Die entscheidende Schwäche der gesamten gesellschaftlichen Aktivitäten liegt einmal in der Zersplitterung der Kräfte und zum anderen – und vor allem hierin – in dem völlig unmaßgeblichen Gewicht, das sie besitzen, um beispielsweise den CO2-Ausstoß zu stoppen oder auch nur erkennbar abzubremsen. Es fehlen ihnen hierzu alle Möglichkeiten und sie stehen einem zähen, widerstandsfähigen System in Politik, Wirtschaft und Finanzen gegenüber.

Erfolg politischer Maßnahmen

Im Jahr 2015 hatten die politischen Führer die Agenda 2030 beschlossen.

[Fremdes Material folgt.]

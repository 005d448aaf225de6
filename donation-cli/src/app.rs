//! Batch driver: pushes each loaded form through the same steps a donor
//! takes on the page, from field checks to the payment collaborator.

use std::fmt;
use std::path::Path;
use std::time::Duration;

use donation_core::calculations::DonationSummary;
use donation_core::submission::{GatewayRegistry, MockGatewayFactory};
use donation_core::{
    CharityCatalog, DonationSession, FormState, PaymentMethod, ReferralCatalog,
    SubmissionGateway, SubmissionOutcome, SubmitError,
};
use donation_data::{CatalogLoadError, CharityCatalogLoader, ReferralCatalogLoader, builtin};
use tracing::{info, warn};

use crate::contact::check_contact_details;
use crate::render::SummaryTable;

/// Shown once a card donation is confirmed.
pub const THANK_YOU_MESSAGE: &str = "Thank you! Your receipt will be sent to your email address.";

/// Registry with every backend this binary can submit to.
pub fn build_registry() -> GatewayRegistry {
    let mut registry = GatewayRegistry::new();
    registry.register(Box::new(MockGatewayFactory));
    registry
}

/// The charity and referral lists the forms are checked against.
#[derive(Debug, Clone)]
pub struct Catalogs {
    pub charities: CharityCatalog,
    pub referrals: ReferralCatalog,
}

impl Catalogs {
    /// Loads each catalog from its CSV when a path is given, otherwise
    /// falls back to the built-in list.
    pub fn load(
        charities: Option<&Path>,
        referrals: Option<&Path>,
    ) -> Result<Self, CatalogLoadError> {
        let charities = match charities {
            Some(path) => CharityCatalogLoader::from_path(path)?,
            None => builtin::charities()?,
        };
        let referrals = match referrals {
            Some(path) => ReferralCatalogLoader::from_path(path)?,
            None => builtin::referral_sources()?,
        };
        Ok(Self {
            charities,
            referrals,
        })
    }
}

#[derive(Debug, PartialEq, Eq)]
pub enum FormOutcome {
    /// Field-level checks failed; the form was never submitted.
    ContactInvalid(Vec<String>),
    /// Validation or the gateway stopped the submission.
    NotSubmitted(SubmitError),
    Confirmed {
        reference: String,
    },
    AwaitingTransfer {
        reference: String,
        instructions: String,
    },
}

impl fmt::Display for FormOutcome {
    fn fmt(
        &self,
        f: &mut fmt::Formatter<'_>,
    ) -> fmt::Result {
        match self {
            FormOutcome::ContactInvalid(errors) => write!(f, "{}", errors.join(" ")),
            FormOutcome::NotSubmitted(error) => write!(f, "{error}"),
            FormOutcome::Confirmed { reference } => {
                write!(f, "{THANK_YOU_MESSAGE} Reference: {reference}")
            }
            FormOutcome::AwaitingTransfer {
                reference,
                instructions,
            } => write!(f, "{instructions} Reference: {reference}"),
        }
    }
}

/// One form's summary and what happened when it was submitted.
#[derive(Debug)]
pub struct FormReport {
    /// 1-based row in the forms file.
    pub row: usize,
    pub payment_method: PaymentMethod,
    pub summary: DonationSummary,
    pub outcome: FormOutcome,
}

impl fmt::Display for FormReport {
    fn fmt(
        &self,
        f: &mut fmt::Formatter<'_>,
    ) -> fmt::Result {
        writeln!(f, "Form {} ({})", self.row, self.payment_method.to_long_str())?;
        writeln!(f, "{}", SummaryTable(&self.summary))?;
        write!(f, "=> {}", self.outcome)
    }
}

#[derive(Debug, Default)]
pub struct BatchReport {
    pub forms: Vec<FormReport>,
}

impl BatchReport {
    pub fn confirmed(&self) -> usize {
        self.count(|o| matches!(o, FormOutcome::Confirmed { .. }))
    }

    pub fn awaiting_transfer(&self) -> usize {
        self.count(|o| matches!(o, FormOutcome::AwaitingTransfer { .. }))
    }

    pub fn not_submitted(&self) -> usize {
        self.count(|o| {
            matches!(
                o,
                FormOutcome::ContactInvalid(_) | FormOutcome::NotSubmitted(_)
            )
        })
    }

    fn count(
        &self,
        pred: impl Fn(&FormOutcome) -> bool,
    ) -> usize {
        self.forms.iter().filter(|r| pred(&r.outcome)).count()
    }
}

impl fmt::Display for BatchReport {
    fn fmt(
        &self,
        f: &mut fmt::Formatter<'_>,
    ) -> fmt::Result {
        for report in &self.forms {
            writeln!(f, "{report}")?;
            writeln!(f)?;
        }
        write!(
            f,
            "{} form(s): {} confirmed, {} awaiting bank transfer, {} not submitted",
            self.forms.len(),
            self.confirmed(),
            self.awaiting_transfer(),
            self.not_submitted()
        )
    }
}

/// Submits one form, waiting at most `timeout` for the gateway.
///
/// The core validator runs before the email and postcode format checks.
pub async fn process_form(
    form: FormState,
    charities: &CharityCatalog,
    gateway: &dyn SubmissionGateway,
    timeout: Duration,
) -> (DonationSummary, FormOutcome) {
    let summary = DonationSummary::build(&form, charities);
    let mut session = DonationSession::from_form(form);

    // Only the first failing rule is reported, and the amount rule comes first.
    if let Err(error) = session.validate() {
        return (summary, FormOutcome::NotSubmitted(error.into()));
    }
    if let Err(errors) = check_contact_details(session.form().personal_details()) {
        return (summary, FormOutcome::ContactInvalid(errors));
    }

    let outcome = match session.submit(gateway, timeout).await {
        Ok(SubmissionOutcome::Confirmed { reference }) => FormOutcome::Confirmed { reference },
        Ok(SubmissionOutcome::RequiresOfflineInstructions {
            reference,
            instructions,
        }) => FormOutcome::AwaitingTransfer {
            reference,
            instructions,
        },
        Err(error) => FormOutcome::NotSubmitted(error),
    };
    (summary, outcome)
}

/// Submits every form in order. One form's failure never stops the batch.
pub async fn run_batch(
    forms: Vec<FormState>,
    charities: &CharityCatalog,
    gateway: &dyn SubmissionGateway,
    timeout: Duration,
) -> BatchReport {
    info!(
        count = forms.len(),
        backend = gateway.backend_name(),
        "processing forms"
    );

    let mut report = BatchReport::default();
    for (idx, form) in forms.into_iter().enumerate() {
        let row = idx + 1;
        let payment_method = form.payment_method();
        let (summary, outcome) = process_form(form, charities, gateway, timeout).await;
        if matches!(
            outcome,
            FormOutcome::ContactInvalid(_) | FormOutcome::NotSubmitted(_)
        ) {
            warn!(row, %outcome, "form not submitted");
        }
        report.forms.push(FormReport {
            row,
            payment_method,
            summary,
            outcome,
        });
    }
    report
}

Wie es um deren Umsetzung bestellt ist, wurde bereits oben dargestellt. – Schlecht, sehr schlecht.

Es ist nicht so, dass die Politiker der meisten Länder nichts täten. Ein wenig ist es wie mit den gesellschaftlichen Aktivitäten. Es geschieht viel, aber viel zu wenig Kraftvolles. Es gelingen Fortschritte, aber sie reichen bei weitem nicht aus, um die Welt aus dem zu erwartenden Schlamassel zu befreien.

Politik als Teil eines Verbundsystems mit Gesellschaft, Wirtschaft und Finanzen hat zwar die Macht Änderungen durchzusetzen, aber auch die ständige Ohnmacht zwischen allen Beteiligten einen Interessensausgleich schaffen zu müssen. Eben dieser wird in der Regel zur Bremskraft, die eine Beschleunigung im Kampf gegen die Klimakrise verhindert. Politik ist in einer Demokratie der Weg der kleinen Schritte. Die Klimakrise bräuchte aber eine Politik mit Siebenmeilenstiefeln.


Im Übrigen bin ich der Meinung, Sie müssen etwas für den Klimaschutz tun.